INSTRUCTIONS TO FOLLOW:
Pick out each line of the records that includes the string "Result", and copy it.

SUPPLIED MATERIAL:
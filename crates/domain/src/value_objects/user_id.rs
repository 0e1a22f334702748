//! Account identifier

use std::{fmt, str::FromStr};

use serde::{Deserialize, Serialize};
use uuid::Uuid;

/// Identifier of a registered account
///
/// New ids are UUID v7 so rows sort by creation time.
#[derive(Debug, Clone, Copy, PartialEq, Eq, Hash, Serialize, Deserialize)]
#[serde(transparent)]
pub struct UserId(Uuid);

impl UserId {
    pub fn new() -> Self {
        Self(Uuid::now_v7())
    }

    pub const fn from_uuid(uuid: Uuid) -> Self {
        Self(uuid)
    }

    pub const fn as_uuid(&self) -> Uuid {
        self.0
    }
}

impl Default for UserId {
    fn default() -> Self {
        Self::new()
    }
}

impl FromStr for UserId {
    type Err = uuid::Error;

    fn from_str(s: &str) -> Result<Self, Self::Err> {
        Uuid::parse_str(s).map(Self)
    }
}

impl fmt::Display for UserId {
    fn fmt(&self, f: &mut fmt::Formatter<'_>) -> fmt::Result {
        self.0.fmt(f)
    }
}
//! Route Optimizer HTTP presentation layer
//!
//! JSON route lookup API plus the server-rendered account pages.

pub mod error;
pub mod handlers;
pub mod middleware;
pub mod routes;
pub mod session;
pub mod shutdown;
pub mod state;

pub use error::{ApiError, ErrorResponse, set_expose_internal_errors};
pub use middleware::{RequestIdLayer, ValidatedJson, ValidationError};
pub use routes::create_router;
pub use session::{Session, SessionStore, SignedIn};
pub use shutdown::{DrainOutcome, run_with_drain_deadline};
pub use state::AppState;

WRITTEN SOLUTION:
    fn from_str(s: &str) -> Result<Self, Self::Err> {
    fn fmt(&self, f: &mut fmt::Formatter<'_>) -> fmt::Result {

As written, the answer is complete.